À la lecture, on constate assez vite que ce « comment vivre ensemble » (pour reprendre le titre d’un séminaire de Barthes que cite Giannecchini) consiste à créer ensemble – et si ce n’est des artefacts ou des concepts, du moins à se co-créer. À ce titre, le « nous » d’Un désir démesuré d’amitié est extrêmement productif. Un usage possible de l’ouvrage est ainsi la rhizomatisation.

Comme Hélène Giannecchini est enseignante et chercheure (littérature, théorie de l’art contemporain), elle multiplie les pistes dans sa quête, nous introduit par exemple au « poète juif, gay et antisioniste Jacob Israël de Haan », explore les archives de la photographe lesbienne Donna Gottschalk mais aussi des vies anonymes, récoltées entre autres aux Lesbian Herstory Archives de New York. La plupart des chapitres s’ouvrent sur une photographie domestique donnant lieu à la reconstitution fictive de vies lesbiennes et queers, suivant en cela l’injonction de Monique Wittig dans Les Guérillères : « Fais un effort pour te souvenir. Ou à défaut, invente. »

Il ne sera pas question ici de résumer les découvertes qu’expose Un désir démesuré d’amitié, sous peine d’en gâcher la lecture, mais de souligner que la·e lecteur·ice peut à loisir se faufiler dans les portes qu’ouvre le livre, et le prolonger. Il suffit de se glisser dans les pas de la chercheure pour bifurquer en ligne et lire la préface de Michel Foucault à des Archives de l’infamie jamais rédigées, ou tomber sur les documentaires de l’architecte lesbienne Phyllis Birkby, dont Giannecchini montre que les espaces qu’elle a voulu créer, « libérés de la domination masculine », étaient également plus inclusifs, non validistes, « capables de faire une place à tous les corps ».

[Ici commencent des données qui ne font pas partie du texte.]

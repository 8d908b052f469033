//! Controlled executor
//!
//! Runs a [`Dag`] layer by layer. Each layer is dispatched with bounded
//! parallelism and settles completely before the workflow moves on. After a
//! layer the executor checkpoints, reports a [`LayerResult`] and, when asked
//! to, waits at a decision gate for an external actor to continue, abort or
//! replan. Every run ends with exactly one [`TerminalResult`].
//!
//! State machine per workflow:
//!
//! ```text
//! Idle -> LayerRunning -> LayerComplete -> GateWaiting -> LayerRunning ...
//!                                       -> Complete | Aborted | Failed
//! ```

use chrono::Utc;
use dashmap::DashMap;
use futures::Stream;
use serde::{Deserialize, Serialize};
use serde_json::Value;
use std::collections::{BTreeMap, BTreeSet};
use std::sync::Arc;
use tokio::sync::mpsc;
use tokio::task::JoinHandle;
use tracing::{debug, error, info, instrument, warn};

use super::action::{TaskContext, TaskExecutor};
use super::dag::{Dag, Task, TaskId};
use super::events::{EventStream, EventSubscriber, ExecutionEvent};
use super::layer::{Dispatch, LayerRunner, Settled};
use super::planning::{PartialDag, Suggester};
use crate::coord::command_queue::{Command, CommandQueue};
use crate::coord::gate::{DecisionGate, DecisionRequest, GateKind, GateResolution, PendingTask};
use crate::core::config::ExecutorConfig;
use crate::core::errors::{ControlError, Result};
use crate::learning::{AdaptiveThresholdController, ExecutionMode, ExecutionRecord};
use crate::security::{detect_access_denial, is_permission_error, suggest_escalation};
use crate::storage::audit::{EscalationAuditEntry, EscalationAuditLog};
use crate::storage::checkpoint::{
    spawn_checkpoint_janitor, Checkpoint, CheckpointId, CheckpointStore, MemoryCheckpointStore,
    ResultSummary, TaskStatus,
};
//! Append-only audit trail of permission escalation decisions

use chrono::{DateTime, Utc};
use serde::{Deserialize, Serialize};
use std::sync::atomic::{AtomicU32, Ordering};
use tracing::info;

use super::{decode_record, encode_record};
use crate::core::errors::Result;
use crate::security::PermissionLevel;

const AUDIT_COMPRESSION_LEVEL: i32 = 3;

#[derive(Debug, Clone, PartialEq, Serialize, Deserialize)]
pub struct EscalationAuditEntry {
    pub timestamp: DateTime<Utc>,
    pub workflow_id: String,
    pub task_id: String,
    /// Capability or action the task was running
    pub capability_id: String,
    pub from_level: PermissionLevel,
    pub to_level: PermissionLevel,
    pub approved: bool,
    pub approved_by: Option<String>,
    pub reason: String,
}

/// Escalation decisions keyed by time, stored in the `escalation_audit` tree
pub struct EscalationAuditLog {
    db: sled::Db,
    tree: sled::Tree,
    seq: AtomicU32,
}

impl EscalationAuditLog {
    pub fn new(db: sled::Db) -> Result<Self> {
        let tree = db.open_tree("escalation_audit")?;
        Ok(Self {
            db,
            tree,
            seq: AtomicU32::new(0),
        })
    }

    pub fn temporary() -> Result<Self> {
        Self::new(sled::Config::new().temporary(true).open()?)
    }

    /// Appends an entry and flushes it to disk
    pub async fn record(&self, entry: &EscalationAuditEntry) -> Result<()> {
        let nanos = entry.timestamp.timestamp_nanos_opt().unwrap_or_default();
        let mut key = Vec::with_capacity(12);
        key.extend_from_slice(&nanos.to_be_bytes());
        key.extend_from_slice(&self.seq.fetch_add(1, Ordering::SeqCst).to_be_bytes());

        self.tree
            .insert(key, encode_record(entry, AUDIT_COMPRESSION_LEVEL)?)?;
        self.db.flush_async().await?;

        info!(
            workflow_id = %entry.workflow_id,
            task_id = %entry.task_id,
            from = %entry.from_level,
            to = %entry.to_level,
            approved = entry.approved,
            "Recorded escalation decision"
        );
        Ok(())
    }

    /// All entries in chronological order
    pub fn list(&self) -> Result<Vec<EscalationAuditEntry>> {
        self.tree
            .iter()
            .values()
            .map(|bytes| decode_record(&bytes?))
            .collect()
    }

    pub fn for_workflow(&self, workflow_id: &str) -> Result<Vec<EscalationAuditEntry>> {
        Ok(self
            .list()?
            .into_iter()
            .filter(|e| e.workflow_id == workflow_id)
            .collect())
    }

    pub fn len(&self) -> usize {
        self.tree.len()
    }

    pub fn is_empty(&self) -> bool {
        self.tree.is_empty()
    }
}

#[cfg(test)]
mod tests {
    use super::*;

    fn entry(workflow_id: &str, approved: bool) -> EscalationAuditEntry {
        EscalationAuditEntry {
            timestamp: Utc::now(),
            workflow_id: workflow_id.into(),
            task_id: "fetch".into(),
            capability_id: "http:get".into(),
            from_level: PermissionLevel::Readonly,
            to_level: PermissionLevel::Network,
            approved,
            approved_by: approved.then(|| "alice".to_string()),
            reason: "Requires net access to \"api.example.com\"".into(),
        }
    }

    #[tokio::test]
    async fn test_record_and_filter() {
        let log = EscalationAuditLog::temporary().unwrap();
        log.record(&entry("wf-a", true)).await.unwrap();
        log.record(&entry("wf-b", false)).await.unwrap();
        log.record(&entry("wf-a", false)).await.unwrap();

        assert_eq!(log.len(), 3);
        let a = log.for_workflow("wf-a").unwrap();
        assert_eq!(a.len(), 2);
        assert!(a[0].approved);
        assert_eq!(a[0].approved_by.as_deref(), Some("alice"));
        assert!(!a[1].approved);
    }
}
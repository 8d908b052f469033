// Core infrastructure shared by every component

pub mod config;
pub mod errors;
pub mod logging;

pub use config::{CheckpointConfig, ExecutorConfig, ThresholdConfig};
pub use errors::{ControlError, Result};
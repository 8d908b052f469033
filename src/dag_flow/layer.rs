//! Bounded-parallel dispatch of one batch of tasks
//!
//! Every task runs on its own tokio task behind a semaphore permit, so a
//! blocking task only holds up its own unit. The batch is a join: it
//! returns once every task has settled, in the order tasks were given.

use futures::stream::{FuturesUnordered, StreamExt};
use std::sync::Arc;
use std::time::{Duration, Instant};
use tokio::sync::Semaphore;
use tracing::{debug, warn};

use super::action::{TaskContext, TaskExecutor, TaskOutput};
use super::dag::Task;
use super::events::{EventStream, ExecutionEvent};
use crate::learning::ExecutionMode;

/// A task cleared to run
#[derive(Debug, Clone)]
pub(crate) struct Dispatch {
    pub task: Task,
    pub ctx: TaskContext,
    pub mode: Option<ExecutionMode>,
    /// Approved at a decision gate
    pub user_accepted: Option<bool>,
}

/// A dispatched task together with its outcome
#[derive(Debug, Clone)]
pub(crate) struct Settled {
    pub dispatch: Dispatch,
    pub output: TaskOutput,
}

pub(crate) struct LayerRunner {
    workflow_id: String,
    executor: Arc<dyn TaskExecutor>,
    permits: Arc<Semaphore>,
    task_timeout: Option<Duration>,
    events: EventStream,
}

impl LayerRunner {
    pub fn new(
        workflow_id: impl Into<String>,
        executor: Arc<dyn TaskExecutor>,
        max_parallelism: usize,
        task_timeout: Option<Duration>,
        events: EventStream,
    ) -> Self {
        Self {
            workflow_id: workflow_id.into(),
            executor,
            permits: Arc::new(Semaphore::new(max_parallelism.max(1))),
            task_timeout,
            events,
        }
    }

    pub async fn run_batch(&self, batch: Vec<Dispatch>) -> Vec<Settled> {
        let mut pending = FuturesUnordered::new();

        for (position, dispatch) in batch.iter().enumerate() {
            self.events.emit(
                &self.workflow_id,
                ExecutionEvent::TaskStarted {
                    layer_index: dispatch.ctx.layer_index,
                    task_id: dispatch.task.id.clone(),
                    mode: dispatch.mode,
                    attempt: dispatch.ctx.attempt,
                    permission_level: dispatch.ctx.permission_level,
                },
            );

            let executor = Arc::clone(&self.executor);
            let permits = Arc::clone(&self.permits);
            let task = dispatch.task.clone();
            let ctx = dispatch.ctx.clone();
            let timeout = self.task_timeout;

            let handle = tokio::spawn(async move {
                let _permit = match permits.acquire_owned().await {
                    Ok(permit) => permit,
                    Err(_) => return TaskOutput::failure("Dispatcher shut down"),
                };
                run_one(executor.as_ref(), &task, &ctx, timeout).await
            });
            pending.push(async move { (position, handle.await) });
        }

        let mut outputs: Vec<Option<TaskOutput>> = vec![None; batch.len()];
        while let Some((position, joined)) = pending.next().await {
            let output = match joined {
                Ok(output) => output,
                Err(e) => {
                    warn!(task_id = %batch[position].task.id, "Task panicked: {}", e);
                    TaskOutput::failure(format!("Task panicked: {}", e))
                }
            };

            if !output.success {
                let dispatch = &batch[position];
                self.events.emit(
                    &self.workflow_id,
                    ExecutionEvent::TaskFailed {
                        layer_index: dispatch.ctx.layer_index,
                        task_id: dispatch.task.id.clone(),
                        attempt: dispatch.ctx.attempt,
                        error: output.error.clone().unwrap_or_default(),
                    },
                );
            }
            outputs[position] = Some(output);
        }

        batch
            .into_iter()
            .zip(outputs)
            .map(|(dispatch, output)| Settled {
                output: output
                    .unwrap_or_else(|| TaskOutput::failure("Task produced no result")),
                dispatch,
            })
            .collect()
    }
}

async fn run_one(
    executor: &dyn TaskExecutor,
    task: &Task,
    ctx: &TaskContext,
    timeout: Option<Duration>,
) -> TaskOutput {
    let start = Instant::now();
    let result = match timeout {
        Some(limit) => match tokio::time::timeout(limit, executor.run(task, ctx)).await {
            Ok(result) => result,
            Err(_) => Err(anyhow::anyhow!(
                "Task timed out after {}ms",
                limit.as_millis()
            )),
        },
        None => executor.run(task, ctx).await,
    };
    let elapsed = start.elapsed().as_millis() as u64;
    debug!(task_id = %task.id, attempt = ctx.attempt, elapsed_ms = elapsed, "Task settled");

    match result {
        Ok(output) if output.duration_ms == 0 => output.with_duration(elapsed),
        Ok(output) => output,
        Err(e) => TaskOutput::failure(e.to_string()).with_duration(elapsed),
    }
}
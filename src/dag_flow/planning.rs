//! Planning collaborator
//!
//! The Suggester proposes DAGs and replanned continuations. The executor
//! only consumes it; how tasks are proposed is outside this crate.

use async_trait::async_trait;
use parking_lot::Mutex;
use serde::{Deserialize, Serialize};
use std::collections::{BTreeMap, HashMap};

use super::dag::{Dag, Task, TaskId};
use crate::storage::checkpoint::ResultSummary;

/// The DAG as seen at a replan point
#[derive(Debug, Clone, Serialize, Deserialize)]
pub struct PartialDag {
    pub dag: Dag,
    /// Settled tasks so far
    pub completed: BTreeMap<TaskId, ResultSummary>,
    /// First layer that has not run yet
    pub next_layer: usize,
}

impl PartialDag {
    /// Tasks scheduled but not yet run
    pub fn remaining(&self) -> impl Iterator<Item = &Task> {
        self.dag
            .layers()
            .iter()
            .skip(self.next_layer)
            .flatten()
    }
}

#[async_trait]
pub trait Suggester: Send + Sync {
    async fn suggest_initial_dag(&self, intent: &str) -> anyhow::Result<Dag>;

    /// Additional tasks to splice after the current layer. Returned groups
    /// are flattened; placement follows each task's dependencies.
    async fn replan(
        &self,
        workflow_id: &str,
        delta: &str,
        partial: &PartialDag,
    ) -> anyhow::Result<Vec<Vec<Task>>>;
}

/// Suggester answering from fixed tables, for embedding and tests
#[derive(Default)]
pub struct StaticSuggester {
    dags: Mutex<HashMap<String, Dag>>,
    replans: Mutex<HashMap<String, Vec<Vec<Task>>>>,
}

impl StaticSuggester {
    pub fn new() -> Self {
        Self::default()
    }

    pub fn with_dag(self, intent: impl Into<String>, dag: Dag) -> Self {
        self.dags.lock().insert(intent.into(), dag);
        self
    }

    pub fn with_replan(self, delta: impl Into<String>, layers: Vec<Vec<Task>>) -> Self {
        self.replans.lock().insert(delta.into(), layers);
        self
    }
}

#[async_trait]
impl Suggester for StaticSuggester {
    async fn suggest_initial_dag(&self, intent: &str) -> anyhow::Result<Dag> {
        self.dags
            .lock()
            .get(intent)
            .cloned()
            .ok_or_else(|| anyhow::anyhow!("No plan for intent '{}'", intent))
    }

    async fn replan(
        &self,
        _workflow_id: &str,
        delta: &str,
        _partial: &PartialDag,
    ) -> anyhow::Result<Vec<Vec<Task>>> {
        self.replans
            .lock()
            .get(delta)
            .cloned()
            .ok_or_else(|| anyhow::anyhow!("Cannot replan for '{}'", delta))
    }
}
//! Controlled layered DAG execution
//!
//! Runs a DAG layer by layer with bounded intra-layer parallelism, lets an
//! external actor steer the run through a per-workflow command queue and
//! decision gates, checkpoints after every layer, and adapts its confidence
//! thresholds from execution outcomes.

// Core infrastructure modules
pub mod core;

pub mod coord; // Command queue and decision gates
pub mod dag_flow; // DAGs and the controlled executor
pub mod learning; // Adaptive confidence thresholds
pub mod security; // Permission escalation
pub mod storage; // Checkpoints and escalation audit

// Re-exports for convenience
pub use crate::core::config::{CheckpointConfig, ExecutorConfig, ThresholdConfig};
pub use crate::core::errors::{ControlError, Result};
pub use coord::{Command, CommandQueue, CommandType, DecisionRequest, GateKind};
pub use dag_flow::{
    ActionRegistry, ControlledExecutor, Dag, EventEnvelope, EventStream, ExecutionEvent,
    ExecutionHandle, ExecutionOptions, ExecutionState, ExecutionUpdate, LayerResult, NodeAction,
    Suggester, Task, TaskContext, TaskExecutor, TaskKind, TaskOutput, TerminalResult,
    TerminalStatus,
};
pub use learning::{AdaptiveThresholdController, ExecutionMode, ExecutionRecord, ThresholdState};
pub use security::{suggest_escalation, PermissionEscalationRequest, PermissionLevel};
pub use storage::{
    Checkpoint, CheckpointId, CheckpointStore, MemoryCheckpointStore, SledCheckpointStore,
};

De même, on visionnera sur arte.tv Casa Susanna (2022) de Sébastien Lifshitz, l’histoire d’un gîte des années 1950 et 1960 pour « travestis » (crossdressers), situé dans les collines au nord de New York. Un genre d’hétérotopie tout neuf alors : « il faut n’avoir jamais connu la peur de se faire casser la gueule ou insulter sans raison, note Giannecchini, pour regarder d’un œil méfiant ces espaces communautaires qui sont des refuges, mais aussi des espaces de pensée, des endroits où l’on fonde et éprouve des arguments, le poste depuis lequel on construit sa défense. »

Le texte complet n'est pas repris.